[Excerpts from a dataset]
┄┄┄┄┄┄┄┄┄┄
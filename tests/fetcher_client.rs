use reqwest::header::HeaderMap;
use std::sync::Arc;
use std::time::Duration;
use subscout::config::Config;
use subscout::fetcher::{
    Backoff, BoundedFetcher, ContentFetcher, FetchError, FetchFailure, FetchOutcome, HttpFetcher,
    RetryPolicy,
};
use wiremock::{
    Mock, MockServer, ResponseTemplate,
    matchers::{header, method, path},
};

const TIMEOUT: Duration = Duration::from_secs(5);

fn http_fetcher() -> HttpFetcher {
    HttpFetcher::new(&Config::default()).unwrap()
}

fn bounded(inner: HttpFetcher) -> BoundedFetcher {
    BoundedFetcher::new(
        Arc::new(inner),
        4,
        RetryPolicy::new(2, Backoff::Fixed(Duration::from_millis(20))),
        TIMEOUT,
    )
}

#[tokio::test]
async fn test_fetch_success() {
    let mock_server = MockServer::start().await;

    Mock::given(method("GET"))
        .and(path("/sub"))
        .respond_with(
            ResponseTemplate::new(200)
                .set_body_string("proxies:\n  - name: a\n    server: a.example\n")
                .insert_header("Content-Type", "text/plain; charset=utf-8")
                .insert_header(
                    "subscription-userinfo",
                    "upload=1; download=2; total=1073741824",
                ),
        )
        .mount(&mock_server)
        .await;

    let url = format!("{}/sub", mock_server.uri());
    let result = http_fetcher()
        .get(&url, &HeaderMap::new(), TIMEOUT)
        .await
        .unwrap();

    assert!(result.status.is_success());
    assert!(result.body.contains("- name: a"));
    assert_eq!(result.url, url);
    assert!(result.headers.contains_key("subscription-userinfo"));
}

#[tokio::test]
async fn test_fetch_404_is_terminal() {
    let mock_server = MockServer::start().await;

    Mock::given(method("GET"))
        .and(path("/notfound"))
        .respond_with(ResponseTemplate::new(404))
        .mount(&mock_server)
        .await;

    let url = format!("{}/notfound", mock_server.uri());
    let result = http_fetcher().get(&url, &HeaderMap::new(), TIMEOUT).await;

    match result {
        Err(FetchError::Http { status, retriable }) => {
            assert_eq!(status.as_u16(), 404);
            assert!(!retriable);
        }
        _ => panic!("Expected HTTP 404 error"),
    }
}

#[tokio::test]
async fn test_fetch_500_is_terminal() {
    let mock_server = MockServer::start().await;

    Mock::given(method("GET"))
        .and(path("/error"))
        .respond_with(ResponseTemplate::new(500))
        .mount(&mock_server)
        .await;

    let url = format!("{}/error", mock_server.uri());
    let result = http_fetcher().get(&url, &HeaderMap::new(), TIMEOUT).await;

    match result {
        Err(FetchError::Http { status, retriable }) => {
            assert_eq!(status.as_u16(), 500);
            assert!(!retriable);
        }
        _ => panic!("Expected HTTP 500 error"),
    }
}

#[tokio::test]
async fn test_fetch_503_is_retryable() {
    let mock_server = MockServer::start().await;

    Mock::given(method("GET"))
        .and(path("/busy"))
        .respond_with(ResponseTemplate::new(503))
        .mount(&mock_server)
        .await;

    let url = format!("{}/busy", mock_server.uri());
    let result = http_fetcher().get(&url, &HeaderMap::new(), TIMEOUT).await;

    assert!(matches!(result, Err(ref e) if e.should_retry()));
}

#[tokio::test]
async fn test_fetch_redirect() {
    let mock_server = MockServer::start().await;

    Mock::given(method("GET"))
        .and(path("/redirect"))
        .respond_with(ResponseTemplate::new(302).insert_header("location", "/final"))
        .mount(&mock_server)
        .await;

    Mock::given(method("GET"))
        .and(path("/final"))
        .respond_with(ResponseTemplate::new(200).set_body_string("vmess://final-node-payload"))
        .mount(&mock_server)
        .await;

    let url = format!("{}/redirect", mock_server.uri());
    let result = http_fetcher()
        .get(&url, &HeaderMap::new(), TIMEOUT)
        .await
        .unwrap();

    assert!(result.body.contains("vmess://final-node-payload"));
}

#[tokio::test]
async fn test_fetch_gzip_compression() {
    use flate2::Compression;
    use flate2::write::GzEncoder;
    use std::io::Write;

    let original_content = "ss://YWVzLTI1Ni1nY206c2VjcmV0@hk.example.net:8388#HK\n";

    // Served with Content-Encoding: gzip, decoded by reqwest
    let mut encoder = GzEncoder::new(Vec::new(), Compression::default());
    encoder.write_all(original_content.as_bytes()).unwrap();
    let compressed_data = encoder.finish().unwrap();

    let mock_server = MockServer::start().await;

    Mock::given(method("GET"))
        .and(path("/gzipped"))
        .respond_with(
            ResponseTemplate::new(200)
                .set_body_bytes(compressed_data)
                .insert_header("Content-Type", "text/plain; charset=utf-8")
                .insert_header("Content-Encoding", "gzip"),
        )
        .mount(&mock_server)
        .await;

    let url = format!("{}/gzipped", mock_server.uri());
    let result = http_fetcher()
        .get(&url, &HeaderMap::new(), TIMEOUT)
        .await
        .unwrap();

    assert_eq!(result.body, original_content);
}

#[tokio::test]
async fn test_fetch_body_too_large() {
    let mock_server = MockServer::start().await;

    // One MiB over the body limit
    let large_body = "x".repeat(6 * 1024 * 1024);

    Mock::given(method("GET"))
        .and(path("/large"))
        .respond_with(ResponseTemplate::new(200).set_body_string(large_body))
        .mount(&mock_server)
        .await;

    let url = format!("{}/large", mock_server.uri());
    let result = http_fetcher().get(&url, &HeaderMap::new(), TIMEOUT).await;

    match result {
        Err(FetchError::BodyTooLarge(size)) => {
            assert_eq!(size, 6 * 1024 * 1024);
        }
        _ => panic!("Expected BodyTooLarge error"),
    }
}

#[tokio::test]
async fn test_fetch_timeout() {
    let mock_server = MockServer::start().await;

    Mock::given(method("GET"))
        .and(path("/slow"))
        .respond_with(
            ResponseTemplate::new(200)
                .set_body_string("too late")
                .set_delay(Duration::from_millis(500)),
        )
        .mount(&mock_server)
        .await;

    let url = format!("{}/slow", mock_server.uri());
    let result = http_fetcher()
        .get(&url, &HeaderMap::new(), Duration::from_millis(100))
        .await;

    match result {
        Err(e) => assert!(e.is_timeout(), "expected timeout, got {e}"),
        Ok(_) => panic!("Expected timeout"),
    }
}

#[tokio::test]
async fn test_fetch_invalid_url() {
    let result = http_fetcher()
        .get("not-a-valid-url", &HeaderMap::new(), TIMEOUT)
        .await;

    match result {
        Err(FetchError::InvalidUrl(_)) => {}
        _ => panic!("Expected InvalidUrl error"),
    }
}

#[tokio::test]
async fn test_bounded_retries_transient_status_once() {
    let mock_server = MockServer::start().await;

    Mock::given(method("GET"))
        .and(path("/flaky"))
        .respond_with(ResponseTemplate::new(503))
        .up_to_n_times(1)
        .mount(&mock_server)
        .await;

    Mock::given(method("GET"))
        .and(path("/flaky"))
        .respond_with(ResponseTemplate::new(200).set_body_string("trojan://recovered@x:443"))
        .mount(&mock_server)
        .await;

    let url = format!("{}/flaky", mock_server.uri());
    let outcome = bounded(http_fetcher()).fetch(&url).await;

    assert!(outcome.is_success());
    assert_eq!(mock_server.received_requests().await.unwrap().len(), 2);
}

#[tokio::test]
async fn test_bounded_does_not_retry_terminal_status() {
    let mock_server = MockServer::start().await;

    Mock::given(method("GET"))
        .and(path("/gone"))
        .respond_with(ResponseTemplate::new(410))
        .mount(&mock_server)
        .await;

    let url = format!("{}/gone", mock_server.uri());
    let outcome = bounded(http_fetcher()).fetch(&url).await;

    assert!(matches!(
        outcome,
        FetchOutcome::Failure(FetchFailure::Terminal(_))
    ));
    assert_eq!(mock_server.received_requests().await.unwrap().len(), 1);
}

#[tokio::test]
async fn test_bounded_gives_up_after_second_transient_failure() {
    let mock_server = MockServer::start().await;

    Mock::given(method("GET"))
        .and(path("/down"))
        .respond_with(ResponseTemplate::new(502))
        .mount(&mock_server)
        .await;

    let url = format!("{}/down", mock_server.uri());
    let outcome = bounded(http_fetcher()).fetch(&url).await;

    assert!(matches!(
        outcome,
        FetchOutcome::Failure(FetchFailure::TransientExhausted { attempts: 2, .. })
    ));
    assert_eq!(mock_server.received_requests().await.unwrap().len(), 2);
}

#[tokio::test]
async fn test_bounded_sends_user_agent() {
    let mock_server = MockServer::start().await;

    Mock::given(method("GET"))
        .and(path("/ua"))
        .and(header("user-agent", "ClashforWindows/0.18.1"))
        .respond_with(ResponseTemplate::new(200).set_body_string("ok"))
        .mount(&mock_server)
        .await;

    let url = format!("{}/ua", mock_server.uri());
    let outcome = bounded(http_fetcher())
        .with_user_agent("ClashforWindows/0.18.1")
        .fetch(&url)
        .await;

    assert!(outcome.is_success());
}
pub mod model;
pub mod rules;

#[cfg(test)]
mod tests;

pub use model::{Bucket, ClassificationInfo, ClassificationResult, SubscriptionKind};
pub use rules::{ClassificationRule, RuleInput, RuleOutcome};

use reqwest::{StatusCode, header::HeaderMap};
use tracing::{debug, info};

use crate::fetcher::types::SubResponse;

const PREVIEW_CHARS: usize = 100;

/// Ordered chain of [`ClassificationRule`]s. The first rule that matches or
/// rejects decides; rule order is evidence strength.
pub struct Classifier {
    rules: Vec<Box<dyn ClassificationRule>>,
}

impl Default for Classifier {
    fn default() -> Self {
        Self::new(vec![
            Box::new(rules::RejectTrivial),
            Box::new(rules::QuotaHeader),
            Box::new(rules::StructuredConfig),
            Box::new(rules::EncodedBody),
            Box::new(rules::RawNodeList),
        ])
    }
}

impl Classifier {
    pub fn new(rules: Vec<Box<dyn ClassificationRule>>) -> Self {
        Self { rules }
    }

    pub fn rule_names(&self) -> Vec<&'static str> {
        self.rules.iter().map(|r| r.name()).collect()
    }

    pub fn classify(
        &self,
        url: &str,
        status: StatusCode,
        headers: &HeaderMap,
        body: &str,
    ) -> Option<ClassificationResult> {
        if status != StatusCode::OK {
            return None;
        }

        let input = RuleInput { headers, body };
        for rule in &self.rules {
            match rule.apply(&input) {
                RuleOutcome::Matched(kind, info) => {
                    debug!(url, rule = rule.name(), %kind, %info, "classified");
                    return Some(ClassificationResult {
                        url: url.to_string(),
                        kind,
                        info: Some(info),
                    });
                }
                RuleOutcome::Reject => {
                    debug!(url, rule = rule.name(), "body empty or too short");
                    return None;
                }
                RuleOutcome::Continue => {}
            }
        }

        if body.chars().count() > PREVIEW_CHARS {
            info!(
                url,
                length = body.chars().count(),
                preview = %preview(body),
                "content does not match a known subscription format"
            );
        }
        None
    }

    pub fn classify_response(&self, response: &SubResponse) -> Option<ClassificationResult> {
        self.classify(
            &response.url,
            response.status,
            &response.headers,
            &response.body,
        )
    }
}

/// First characters of `body` on a single line.
fn preview(body: &str) -> String {
    body.chars()
        .take(PREVIEW_CHARS)
        .collect::<String>()
        .replace('\n', "\\n")
        .replace('\r', "\\r")
}
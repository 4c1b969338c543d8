use crate::fetcher::{
    client::ContentFetcher,
    errors::FetchError,
    retry::RetryPolicy,
    types::{FetchFailure, FetchOutcome},
};
use reqwest::header::{ACCEPT, HeaderMap, HeaderValue, USER_AGENT};
use std::{sync::Arc, time::Duration};
use tokio::{
    sync::{OwnedSemaphorePermit, Semaphore},
    time::sleep,
};
use tracing::{debug, instrument, warn};

/// A [`ContentFetcher`] behind a counting semaphore, a per-request timeout
/// and a retry policy. Cloning shares the semaphore.
#[derive(Clone)]
pub struct BoundedFetcher {
    inner: Arc<dyn ContentFetcher>,
    limiter: Arc<Semaphore>,
    limit: usize,
    retry: RetryPolicy,
    timeout: Duration,
    headers: HeaderMap,
}

impl BoundedFetcher {
    pub fn new(
        inner: Arc<dyn ContentFetcher>,
        limit: usize,
        retry: RetryPolicy,
        timeout: Duration,
    ) -> Self {
        let limit = limit.max(1);
        let mut headers = HeaderMap::new();
        headers.insert(ACCEPT, HeaderValue::from_static("*/*"));

        Self {
            inner,
            limiter: Arc::new(Semaphore::new(limit)),
            limit,
            retry,
            timeout,
            headers,
        }
    }

    /// Sends `user_agent` on every request. An unrepresentable value is
    /// skipped with a warning.
    pub fn with_user_agent(mut self, user_agent: &str) -> Self {
        match HeaderValue::from_str(user_agent) {
            Ok(value) => {
                self.headers.insert(USER_AGENT, value);
            }
            Err(e) => warn!(user_agent, error = %e, "ignoring invalid user agent"),
        }
        self
    }

    pub fn limit(&self) -> usize {
        self.limit
    }

    pub fn retry_policy(&self) -> RetryPolicy {
        self.retry
    }

    /// Takes one slot of the concurrency budget. `None` once the limiter
    /// has been closed.
    pub async fn acquire(&self) -> Option<OwnedSemaphorePermit> {
        self.limiter.clone().acquire_owned().await.ok()
    }

    /// Refuses any further permits. Fetches already holding one finish.
    pub fn close(&self) {
        self.limiter.close();
    }

    /// Fetches `url` under its own permit.
    pub async fn fetch(&self, url: &str) -> FetchOutcome {
        let Some(permit) = self.acquire().await else {
            return FetchOutcome::Failure(FetchFailure::Cancelled);
        };
        self.fetch_with_permit(&permit, url).await
    }

    /// Fetches `url` under a permit the caller already holds, so several
    /// sequential requests can share one slot.
    #[instrument(skip_all, fields(url = %url))]
    pub async fn fetch_with_permit(&self, _permit: &OwnedSemaphorePermit, url: &str) -> FetchOutcome {
        let mut attempt = 0;
        loop {
            attempt += 1;
            // Enforced here as well, for transports that ignore `timeout`.
            let attempt_result = tokio::time::timeout(
                self.timeout,
                self.inner.get(url, &self.headers, self.timeout),
            )
            .await
            .unwrap_or(Err(FetchError::RequestTimeout));

            match attempt_result {
                Ok(response) => return FetchOutcome::Success(response),
                Err(err) if !err.should_retry() => {
                    debug!(attempt, error = %err, "terminal fetch failure");
                    return FetchOutcome::Failure(FetchFailure::Terminal(err));
                }
                Err(err) => {
                    if !self.retry.allows_retry(attempt) {
                        debug!(attempt, error = %err, "retries exhausted");
                        return FetchOutcome::Failure(FetchFailure::TransientExhausted {
                            attempts: attempt,
                            last: err,
                        });
                    }
                    let delay = self.retry.delay(attempt - 1);
                    debug!(attempt, error = %err, delay_ms = delay.as_millis() as u64, "retrying");
                    sleep(delay).await;
                }
            }
        }
    }
}
use encoding_rs::Encoding;
use regex::Regex;
use std::sync::LazyLock;
use tracing::debug;

static CHARSET_REGEX: LazyLock<Regex> =
    LazyLock::new(|| Regex::new(r#"(?i)charset\s*=\s*["']?([^"'\s;]+)"#).unwrap());

/// Subscription bodies are mostly ASCII; sniffing more than this adds nothing.
const SNIFF_LEN: usize = 4096;

/// Decodes a body to UTF-8 and reports the encoding it was read as.
/// Never fails: malformed sequences become U+FFFD.
pub fn decode_body(content_type: Option<&str>, body_bytes: &[u8]) -> (String, &'static Encoding) {
    let encoding = detect_encoding(content_type, body_bytes);
    let (decoded, _encoding, had_errors) = encoding.decode(body_bytes);

    if had_errors {
        debug!(encoding = encoding.name(), "body contained malformed sequences");
    }

    (decoded.into_owned(), encoding)
}

fn detect_encoding(content_type: Option<&str>, body_bytes: &[u8]) -> &'static Encoding {
    // 1. Check Content-Type header for charset
    if let Some(content_type) = content_type
        && let Some(captures) = CHARSET_REGEX.captures(content_type)
        && let Some(charset_str) = captures.get(1)
    {
        let charset_name = charset_str.as_str().to_lowercase();
        if let Some(encoding) = Encoding::for_label(charset_name.as_bytes()) {
            return encoding;
        }
    }

    // 2. Plain UTF-8 is by far the common case
    if std::str::from_utf8(body_bytes).is_ok() {
        return encoding_rs::UTF_8;
    }

    // 3. Use chardet for heuristic detection
    let search_bytes = &body_bytes[..body_bytes.len().min(SNIFF_LEN)];
    let mut detector = chardetng::EncodingDetector::new();
    detector.feed(search_bytes, false);
    detector.guess(None, true)
}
┄┄┄┄┄┄┄┄┄┄
■ **Exercise instructions**:
Answer with a single number: how many lines above hold the word "gone"?

■ **Task response**:
2